Metabolism of kurarinone by human liver microsomes and its effect on cytotoxicity.

CONTEXT

Kurarinone, the most abundant prenylated flavonoid in Sophora flavescens Aiton (Leguminosae), is a promising antitumor therapeutic. However, it shows significant hepatotoxicity. Furthermore, how kurarinone is metabolized in humans remains unclear.

OBJECTIVE

The objective of this study is to investigate kurarinone metabolism in human liver microsomes (HLMs) and the role of metabolism in kurarinone-induced cytotoxicity.

MATERIALS AND METHODS

The UDP-glucuronosyltransferase isoforms (UGTs) involved in kurarinone glucuronidation were identified using chemical inhibitors (100-1000 µM phenylbutazone; 10-100 µM β-estradiol; 10-100 µM 1-naphthol; 10-500 µM propofol; and 100-1000 µM fluconazole) and recombinant human UGTs. Kurarinone (2-500 µM) was incubated with HLMs and UGTs (0.5 mg/mL) for 15 min to determine enzyme kinetic parameters. The IC50 value of kurarinone (10-200 µM) was evaluated in a HLMs/3T3 cell co-culture system.

RESULTS

Kurarinone is extensively converted to two glucuronides (M3 and M4) in HLMs. M3 formation was catalyzed by multiple UGT1As, with UGT1A3 showing the highest intrinsic clearance (120.60 mL/min/mg). M4 formation was catalyzed by UGT1A1, UGT2B4, and UGT2B7. UGT1A1 showed the highest intrinsic clearance (60.61 mL/min/mg).
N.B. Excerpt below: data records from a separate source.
use serde::{Deserialize, Serialize};

use crate::normalize::PLACEHOLDER_OVERVIEW;
use marquee_api::MediaKind;

/// Identifier of a summary: provider-assigned, or generated locally when the
/// provider record carried none. Local ids differ on every fetch.
#[derive(Debug, Clone, PartialEq, Eq, Hash, Serialize, Deserialize)]
pub enum MediaId {
    Provider(String),
    Local(String),
}

impl MediaId {
    /// A fresh random local id.
    pub fn local() -> Self {
        Self::Local(format!("local-{:016x}", rand::random::<u64>()))
    }

    pub fn as_str(&self) -> &str {
        match self {
            Self::Provider(id) | Self::Local(id) => id,
        }
    }

    /// The provider id, if this summary has one to look up by.
    pub fn provider_id(&self) -> Option<&str> {
        match self {
            Self::Provider(id) => Some(id),
            Self::Local(_) => None,
        }
    }
}

impl std::fmt::Display for MediaId {
    fn fmt(&self, f: &mut std::fmt::Formatter<'_>) -> std::fmt::Result {
        f.write_str(self.as_str())
    }
}

/// Fields only the detail view shows. Filled whenever the record that
/// produced the summary carried them.
#[derive(Debug, Clone, Default, PartialEq, Serialize, Deserialize)]
pub struct MediaExtras {
    pub rated: Option<String>,
    pub awards: Option<String>,
    pub box_office: Option<String>,
    pub country: Option<String>,
    pub language: Option<String>,
}

/// The normalized view item every row, the banner and the detail view render.
#[derive(Debug, Clone, PartialEq, Serialize, Deserialize)]
pub struct MediaSummary {
    pub id: MediaId,
    pub title: String,
    /// Plot text, or [`PLACEHOLDER_OVERVIEW`] when the provider gave none.
    pub overview: String,
    /// Poster URL. Used for both poster and backdrop slots.
    pub image_ref: Option<String>,
    /// 0.0 when unknown.
    pub rating: f32,
    pub year: String,
    pub released: Option<String>,
    /// Comma-joined.
    pub genre: String,
    pub director: String,
    /// Comma-joined.
    pub cast: String,
    pub runtime: String,
    pub kind: Option<MediaKind>,
    pub extras: MediaExtras,
}

impl MediaSummary {
    pub fn display_title(&self) -> &str {
        &self.title
    }

    /// Whether the overview is real plot text rather than the placeholder.
    pub fn has_plot(&self) -> bool {
        self.overview != PLACEHOLDER_OVERVIEW
    }

    /// Overview cut to `max` characters, ending in `...` when shortened.
    pub fn truncated_overview(&self, max: usize) -> String {
        if self.overview.chars().count() > max {
            let head: String = self.overview.chars().take(max.saturating_sub(1)).collect();
            format!("{head}...")
        } else {
            self.overview.clone()
        }
    }

    /// `"8.3/10"`, or `None` when the rating is unknown.
    pub fn rating_label(&self) -> Option<String> {
        (self.rating > 0.0).then(|| format!("{}/10", self.rating))
    }
}
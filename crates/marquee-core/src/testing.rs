//! In-memory provider fakes shared by the controller tests.

use std::collections::HashMap;
use std::sync::Mutex;
use std::time::Duration;

use marquee_api::{
    FailureKind, MediaKind, MetadataProvider, ProviderFailure, ProviderRecord, SearchPage,
};

#[derive(Debug, Clone, thiserror::Error)]
pub enum FakeError {
    #[error("no match")]
    NotFound,
    #[error("provider down")]
    Down,
}

impl ProviderFailure for FakeError {
    fn kind(&self) -> FailureKind {
        match self {
            Self::NotFound => FailureKind::NotFound,
            Self::Down => FailureKind::Transport,
        }
    }
}

/// A record with id, title and year derived from the title.
pub fn record(title: &str) -> ProviderRecord {
    ProviderRecord {
        id: Some(format!("tt-{}", title.to_lowercase().replace(' ', "-"))),
        title: Some(title.to_string()),
        year: Some("2000".into()),
        poster: Some("N/A".into()),
        rating: Some("7.0".into()),
        kind: Some("movie".into()),
        ..Default::default()
    }
}

#[derive(Default)]
pub struct FakeProvider {
    titles: HashMap<String, (Duration, Result<ProviderRecord, FakeError>)>,
    ids: HashMap<String, Result<ProviderRecord, FakeError>>,
    search: Option<Result<Vec<ProviderRecord>, FakeError>>,
    pub calls: Mutex<Vec<String>>,
}

impl FakeProvider {
    pub fn new() -> Self {
        Self::default()
    }

    /// Every title resolves immediately.
    pub fn with_titles(titles: &[&str]) -> Self {
        let mut fake = Self::new();
        for t in titles {
            fake = fake.title(t, Ok(record(t)));
        }
        fake
    }

    pub fn title(self, title: &str, result: Result<ProviderRecord, FakeError>) -> Self {
        self.delayed_title(title, Duration::ZERO, result)
    }

    pub fn delayed_title(
        mut self,
        title: &str,
        delay: Duration,
        result: Result<ProviderRecord, FakeError>,
    ) -> Self {
        self.titles.insert(title.to_string(), (delay, result));
        self
    }

    pub fn id(mut self, id: &str, result: Result<ProviderRecord, FakeError>) -> Self {
        self.ids.insert(id.to_string(), result);
        self
    }

    pub fn search(mut self, result: Result<Vec<ProviderRecord>, FakeError>) -> Self {
        self.search = Some(result);
        self
    }

    fn log(&self, call: String) {
        self.calls.lock().unwrap().push(call);
    }
}

impl MetadataProvider for FakeProvider {
    type Error = FakeError;

    async fn search_by_title(
        &self,
        query: &str,
        _kind: Option<MediaKind>,
        _page: u32,
    ) -> Result<SearchPage, FakeError> {
        self.log(format!("search:{query}"));
        let items = self.search.clone().unwrap_or(Err(FakeError::NotFound))?;
        Ok(SearchPage { items })
    }

    async fn get_by_id(&self, id: &str) -> Result<ProviderRecord, FakeError> {
        self.log(format!("id:{id}"));
        self.ids.get(id).cloned().unwrap_or(Err(FakeError::NotFound))
    }

    async fn get_by_title(
        &self,
        title: &str,
        _year: Option<&str>,
    ) -> Result<ProviderRecord, FakeError> {
        self.log(format!("title:{title}"));
        match self.titles.get(title) {
            Some((delay, result)) => {
                if !delay.is_zero() {
                    tokio::time::sleep(*delay).await;
                }
                result.clone()
            }
            None => Err(FakeError::NotFound),
        }
    }
}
The kinetic profiles of the five main UGTs and HLMs fit substrate inhibition kinetics, with Km values ranging from 5.20 to 46.52 µM, Vmax values ranging from 0.20 to 3.06 µmol/min/mg, and Ksi values ranging from 25.58 to 230.30 µM. The kurarinone IC50 value was 93 μM in the control group, 102 μM in HLMs with NADPH, and 160 μM in HLMs with UDPGA.

DISCUSSION AND CONCLUSION

Kurarinone glucuronidation is a detoxification pathway. This information may help to elucidate the risk factors regulating kurarinone toxicity.